Without skipping anything, print all of the data exactly.

Data shown —
###
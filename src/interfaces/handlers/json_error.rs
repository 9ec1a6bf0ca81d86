use actix_web::{http::StatusCode, HttpResponse};

use crate::entities::response::ApiResponse;

pub fn json_error(status: StatusCode, error: &str, message: &str) -> HttpResponse {
    HttpResponse::build(status).json(ApiResponse::failure(error, message))
}

/// Fallback for unmatched routes.
pub async fn route_not_found() -> HttpResponse {
    json_error(StatusCode::NOT_FOUND, "NOT_FOUND", "Route not found")
}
###
Answer below —
filename src/interfaces/handlers/json_error.rs
repository 9ec1a6bf0ca81d86
use actix_web::{http::StatusCode, HttpResponse};

use crate::entities::response::ApiResponse;

pub fn json_error(status: StatusCode, error: &str, message: &str) -> HttpResponse {
    HttpResponse::build(status).json(ApiResponse::failure(error, message))
}

/// Fallback for unmatched routes.
pub async fn route_not_found() -> HttpResponse {
    json_error(StatusCode::NOT_FOUND, "NOT_FOUND", "Route not found")
}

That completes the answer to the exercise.